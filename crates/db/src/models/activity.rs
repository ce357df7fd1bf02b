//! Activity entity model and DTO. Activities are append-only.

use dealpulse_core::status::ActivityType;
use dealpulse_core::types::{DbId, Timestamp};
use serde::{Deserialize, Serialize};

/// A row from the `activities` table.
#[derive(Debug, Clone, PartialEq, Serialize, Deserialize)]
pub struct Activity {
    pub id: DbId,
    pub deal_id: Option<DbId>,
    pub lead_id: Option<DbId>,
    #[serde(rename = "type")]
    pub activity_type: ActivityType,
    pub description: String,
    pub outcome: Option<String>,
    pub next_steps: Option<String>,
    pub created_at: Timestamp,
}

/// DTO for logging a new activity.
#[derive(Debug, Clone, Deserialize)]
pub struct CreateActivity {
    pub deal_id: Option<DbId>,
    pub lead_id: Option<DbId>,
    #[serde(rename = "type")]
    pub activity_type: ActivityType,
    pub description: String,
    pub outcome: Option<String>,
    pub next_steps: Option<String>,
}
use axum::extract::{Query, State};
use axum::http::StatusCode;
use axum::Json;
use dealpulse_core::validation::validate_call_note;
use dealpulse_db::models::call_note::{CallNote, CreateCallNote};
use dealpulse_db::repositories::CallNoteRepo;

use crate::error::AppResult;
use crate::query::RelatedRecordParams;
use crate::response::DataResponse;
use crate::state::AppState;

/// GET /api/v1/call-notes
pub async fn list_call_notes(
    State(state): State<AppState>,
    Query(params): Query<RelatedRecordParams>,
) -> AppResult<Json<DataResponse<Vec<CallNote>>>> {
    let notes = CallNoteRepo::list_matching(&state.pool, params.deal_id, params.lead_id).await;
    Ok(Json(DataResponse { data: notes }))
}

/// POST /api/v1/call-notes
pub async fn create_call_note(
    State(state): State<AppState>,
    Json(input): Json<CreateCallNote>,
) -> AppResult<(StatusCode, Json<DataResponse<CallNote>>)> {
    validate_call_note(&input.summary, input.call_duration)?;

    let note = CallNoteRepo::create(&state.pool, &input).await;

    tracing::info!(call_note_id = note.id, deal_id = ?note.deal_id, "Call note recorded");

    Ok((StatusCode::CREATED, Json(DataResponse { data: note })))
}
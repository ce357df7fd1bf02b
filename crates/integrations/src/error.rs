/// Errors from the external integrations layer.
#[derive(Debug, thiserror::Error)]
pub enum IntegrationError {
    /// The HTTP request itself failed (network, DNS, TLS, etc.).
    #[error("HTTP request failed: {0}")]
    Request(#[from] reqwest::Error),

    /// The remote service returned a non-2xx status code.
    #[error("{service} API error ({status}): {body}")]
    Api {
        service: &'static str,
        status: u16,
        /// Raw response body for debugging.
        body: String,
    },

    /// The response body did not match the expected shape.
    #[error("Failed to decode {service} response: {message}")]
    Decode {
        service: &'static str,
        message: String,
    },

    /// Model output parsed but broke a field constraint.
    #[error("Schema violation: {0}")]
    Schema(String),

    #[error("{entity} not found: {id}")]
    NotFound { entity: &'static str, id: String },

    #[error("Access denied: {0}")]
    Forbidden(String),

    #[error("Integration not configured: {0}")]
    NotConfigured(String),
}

────────────────

→ Problem requirements
Whatever appears in the listing above, write it down again exactly.

→ Result of this task
filename crates/db/src/models/activity.rs
repository ce357df7fd1bf02b
//! Activity entity model and DTO. Activities are append-only.

use dealpulse_core::status::ActivityType;
use dealpulse_core::types::{DbId, Timestamp};
use serde::{Deserialize, Serialize};

/// A row from the `activities` table.
#[derive(Debug, Clone, PartialEq, Serialize, Deserialize)]
pub struct Activity {
    pub id: DbId,
    pub deal_id: Option<DbId>,
    pub lead_id: Option<DbId>,
    #[serde(rename = "type")]
    pub activity_type: ActivityType,
    pub description: String,
    pub outcome: Option<String>,
    pub next_steps: Option<String>,
    pub created_at: Timestamp,
}

/// DTO for logging a new activity.
#[derive(Debug, Clone, Deserialize)]
pub struct CreateActivity {
    pub deal_id: Option<DbId>,
    pub lead_id: Option<DbId>,
    #[serde(rename = "type")]
    pub activity_type: ActivityType,
    pub description: String,
    pub outcome: Option<String>,
    pub next_steps: Option<String>,
}
use axum::extract::{Query, State};
use axum::http::StatusCode;
use axum::Json;
use dealpulse_core::validation::validate_call_note;
use dealpulse_db::models::call_note::{CallNote, CreateCallNote};
use dealpulse_db::repositories::CallNoteRepo;

use crate::error::AppResult;
use crate::query::RelatedRecordParams;
use crate::response::DataResponse;
use crate::state::AppState;

/// GET /api/v1/call-notes
pub async fn list_call_notes(
    State(state): State<AppState>,
    Query(params): Query<RelatedRecordParams>,
) -> AppResult<Json<DataResponse<Vec<CallNote>>>> {
    let notes = CallNoteRepo::list_matching(&state.pool, params.deal_id, params.lead_id).await;
    Ok(Json(DataResponse { data: notes }))
}

/// POST /api/v1/call-notes
pub async fn create_call_note(
    State(state): State<AppState>,
    Json(input): Json<CreateCallNote>,
) -> AppResult<(StatusCode, Json<DataResponse<CallNote>>)> {
    validate_call_note(&input.summary, input.call_duration)?;

    let note = CallNoteRepo::create(&state.pool, &input).await;

    tracing::info!(call_note_id = note.id, deal_id = ?note.deal_id, "Call note recorded");

    Ok((StatusCode::CREATED, Json(DataResponse { data: note })))
}
repository ce357df7fd1bf02b
filename crates/integrations/src/error.rs
/// Errors from the external integrations layer.
#[derive(Debug, thiserror::Error)]
pub enum IntegrationError {
    /// The HTTP request itself failed (network, DNS, TLS, etc.).
    #[error("HTTP request failed: {0}")]
    Request(#[from] reqwest::Error),

    /// The remote service returned a non-2xx status code.
    #[error("{service} API error ({status}): {body}")]
    Api {
        service: &'static str,
        status: u16,
        /// Raw response body for debugging.
        body: String,
    },

    /// The response body did not match the expected shape.
    #[error("Failed to decode {service} response: {message}")]
    Decode {
        service: &'static str,
        message: String,
    },

    /// Model output parsed but broke a field constraint.
    #[error("Schema violation: {0}")]
    Schema(String),

    #[error("{entity} not found: {id}")]
    NotFound { entity: &'static str, id: String },

    #[error("Access denied: {0}")]
    Forbidden(String),

    #[error("Integration not configured: {0}")]
    NotConfigured(String),
}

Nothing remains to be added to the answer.